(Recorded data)
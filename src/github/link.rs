use std::collections::HashMap;

/// Decode an RFC 8288 `Link` header into a relation -> URL map.
///
/// GitHub sends `<url>; rel="next", <url>; rel="last"`. Each comma-separated
/// segment must hold exactly one `;`. The angle brackets and the `rel="..."`
/// wrapper are removed when present, so a bare `url; rel="next"` still
/// decodes. A missing header gives an empty map.
pub fn parse_link_header(header: Option<&str>) -> HashMap<String, String> {
    let mut links = HashMap::new();
    let Some(header) = header else {
        return links;
    };

    for segment in header.split(',') {
        let parts: Vec<&str> = segment.split(';').collect();
        if parts.len() != 2 {
            continue;
        }

        let url = unwrap_between(parts[0], "<", '>');
        let rel = unwrap_between(parts[1], "rel=\"", '"');
        if url.is_empty() || rel.is_empty() {
            continue;
        }

        links.insert(rel, url);
    }

    links
}

/// Replace `{open}inner{close}` with `inner`, keeping any text around it.
/// The match is greedy: it runs to the last `close`.
fn unwrap_between(text: &str, open: &str, close: char) -> String {
    let unwrapped = text.find(open).and_then(|start| {
        let inner_start = start + open.len();
        let end = text[inner_start..].rfind(close)? + inner_start;
        Some(format!(
            "{}{}{}",
            &text[..start],
            &text[inner_start..end],
            &text[end + close.len_utf8()..]
        ))
    });
    unwrapped.as_deref().unwrap_or(text).trim().to_string()
}
pub mod state;

pub use state::{
    reduce, reduce_at, Action, Command, DashboardSettings, DashboardState, DashboardView,
};
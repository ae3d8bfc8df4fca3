use anyhow::{Context, Result};
use octocrab::Octocrab;
use reqwest::header::{HeaderMap, HeaderValue, ACCEPT};
use std::time::Duration;

/// Public GitHub REST API host
pub const DEFAULT_API_URL: &str = "https://api.github.com";

/// Unauthenticated GitHub REST client.
///
/// Listing goes through plain `reqwest` so every status code is visible to the
/// fetch driver. The octocrab handle is only built when per-PR enrichment is
/// enabled.
#[derive(Clone)]
pub struct GitHubClient {
    pub(crate) http: reqwest::Client,
    pub(crate) base_url: String,
    pub(crate) octocrab: Option<Octocrab>,
}

impl GitHubClient {
    pub fn base_url(&self) -> &str {
        &self.base_url
    }

    pub fn octocrab(&self) -> Option<&Octocrab> {
        self.octocrab.as_ref()
    }
}

/// Install the ring provider as the rustls process default (required for
/// rustls 0.23+). Later calls are no-ops.
pub fn install_crypto_provider() {
    if rustls::crypto::ring::default_provider()
        .install_default()
        .is_err()
    {
        log::debug!("rustls crypto provider already installed");
    }
}

/// Create a client against `api_url` (usually [`DEFAULT_API_URL`])
pub fn create_client(api_url: &str, timeout: Duration, enrich: bool) -> Result<GitHubClient> {
    install_crypto_provider();

    let base_url = api_url.trim_end_matches('/').to_string();

    let mut headers = HeaderMap::new();
    headers.insert(ACCEPT, HeaderValue::from_static("application/vnd.github+json"));

    let http = reqwest::Client::builder()
        .user_agent(concat!("pr-dash/", env!("CARGO_PKG_VERSION")))
        .default_headers(headers)
        .timeout(timeout)
        .build()
        .context("Failed to create HTTP client")?;

    let octocrab = if enrich {
        let client = Octocrab::builder()
            .base_uri(base_url.as_str())
            .context("Invalid GitHub API URL")?
            .build()
            .context("Failed to create GitHub client")?;
        Some(client)
    } else {
        None
    };

    Ok(GitHubClient {
        http,
        base_url,
        octocrab,
    })
}
use chrono::{DateTime, NaiveDate, Utc};
use std::fmt;
use std::str::FromStr;

use crate::github::PrState;

/// Repository shown when the repository input is left blank
pub const DEFAULT_REPOSITORY: &str = "facebook/react";

#[derive(Debug, Clone, Copy, Default, PartialEq, Eq)]
pub enum StatusFilter {
    #[default]
    All,
    Open,
    Closed,
}

impl StatusFilter {
    /// Whether a PR in `state` passes this filter
    pub fn accepts(&self, state: PrState) -> bool {
        match self {
            StatusFilter::All => true,
            StatusFilter::Open => state == PrState::Open,
            StatusFilter::Closed => state == PrState::Closed,
        }
    }

    /// Next value in the All -> Open -> Closed rotation
    pub fn cycle(&self) -> Self {
        match self {
            StatusFilter::All => StatusFilter::Open,
            StatusFilter::Open => StatusFilter::Closed,
            StatusFilter::Closed => StatusFilter::All,
        }
    }

    pub fn label(&self) -> &'static str {
        match self {
            StatusFilter::All => "All",
            StatusFilter::Open => "open",
            StatusFilter::Closed => "closed",
        }
    }
}

impl fmt::Display for StatusFilter {
    fn fmt(&self, f: &mut fmt::Formatter<'_>) -> fmt::Result {
        f.write_str(self.label())
    }
}

impl FromStr for StatusFilter {
    type Err = String;

    fn from_str(s: &str) -> Result<Self, Self::Err> {
        match s.trim().to_ascii_lowercase().as_str() {
            "all" => Ok(StatusFilter::All),
            "open" => Ok(StatusFilter::Open),
            "closed" => Ok(StatusFilter::Closed),
            other => Err(format!(
                "invalid status '{}': expected all, open or closed",
                other
            )),
        }
    }
}

/// User-controlled filter inputs.
///
/// Dates are kept as typed so half-entered values survive editing; they are
/// only interpreted when a filter pass runs.
#[derive(Debug, Clone, Default, PartialEq, Eq)]
pub struct FilterSpec {
    pub status: StatusFilter,
    pub opened_after: String,
    pub opened_before: String,
    pub at_risk: bool,
    pub repository: String,
}

impl FilterSpec {
    /// Trimmed repository input, or `fallback` when the input is blank
    pub fn effective_repository<'a>(&'a self, fallback: &'a str) -> &'a str {
        let trimmed = self.repository.trim();
        if trimmed.is_empty() {
            fallback
        } else {
            trimmed
        }
    }

    pub fn opened_after_date(&self) -> Option<DateTime<Utc>> {
        parse_filter_date(&self.opened_after)
    }

    pub fn opened_before_date(&self) -> Option<DateTime<Utc>> {
        parse_filter_date(&self.opened_before)
    }
}

/// Interpret a date filter input.
///
/// Accepts `YYYY-MM-DD` (midnight UTC) or a full RFC 3339 timestamp. Blank or
/// unparsable input gives `None`, which leaves that bound inactive.
pub fn parse_filter_date(input: &str) -> Option<DateTime<Utc>> {
    let input = input.trim();
    if input.is_empty() {
        return None;
    }

    if let Ok(date) = NaiveDate::parse_from_str(input, "%Y-%m-%d") {
        return date.and_hms_opt(0, 0, 0).map(|dt| dt.and_utc());
    }

    DateTime::parse_from_rfc3339(input)
        .ok()
        .map(|dt| dt.with_timezone(&Utc))
}

#[cfg(test)]
mod tests {
    use super::*;
    use chrono::TimeZone;

    #[test]
    fn test_status_parse_case_insensitive() {
        assert_eq!("All".parse::<StatusFilter>().unwrap(), StatusFilter::All);
        assert_eq!("OPEN".parse::<StatusFilter>().unwrap(), StatusFilter::Open);
        assert_eq!("closed".parse::<StatusFilter>().unwrap(), StatusFilter::Closed);
        assert!("merged".parse::<StatusFilter>().is_err());
    }

    #[test]
    fn test_status_cycle_wraps() {
        let status = StatusFilter::All.cycle().cycle().cycle();
        assert_eq!(status, StatusFilter::All);
        assert_eq!(StatusFilter::All.cycle(), StatusFilter::Open);
    }

    #[test]
    fn test_effective_repository_falls_back_when_blank() {
        let mut spec = FilterSpec::default();
        assert_eq!(spec.effective_repository(DEFAULT_REPOSITORY), "facebook/react");

        spec.repository = "   ".to_string();
        assert_eq!(spec.effective_repository(DEFAULT_REPOSITORY), "facebook/react");

        spec.repository = "  rust-lang/rust ".to_string();
        assert_eq!(spec.effective_repository(DEFAULT_REPOSITORY), "rust-lang/rust");
    }

    #[test]
    fn test_parse_plain_date_is_utc_midnight() {
        assert_eq!(
            parse_filter_date("2024-02-29"),
            Some(Utc.with_ymd_and_hms(2024, 2, 29, 0, 0, 0).unwrap())
        );
    }

    #[test]
    fn test_parse_rfc3339_converts_to_utc() {
        assert_eq!(
            parse_filter_date("2024-01-05T12:00:00+02:00"),
            Some(Utc.with_ymd_and_hms(2024, 1, 5, 10, 0, 0).unwrap())
        );
    }

    #[test]
    fn test_parse_malformed_date_is_inactive() {
        assert_eq!(parse_filter_date(""), None);
        assert_eq!(parse_filter_date("2024-13-01"), None);
        assert_eq!(parse_filter_date("2024-02"), None);
        assert_eq!(parse_filter_date("yesterday"), None);
    }
}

What this task involves
Whenever the word "builder" shows up in a line above, copy that line.

Response for this exercise
    let http = reqwest::Client::builder()
        let client = Octocrab::builder()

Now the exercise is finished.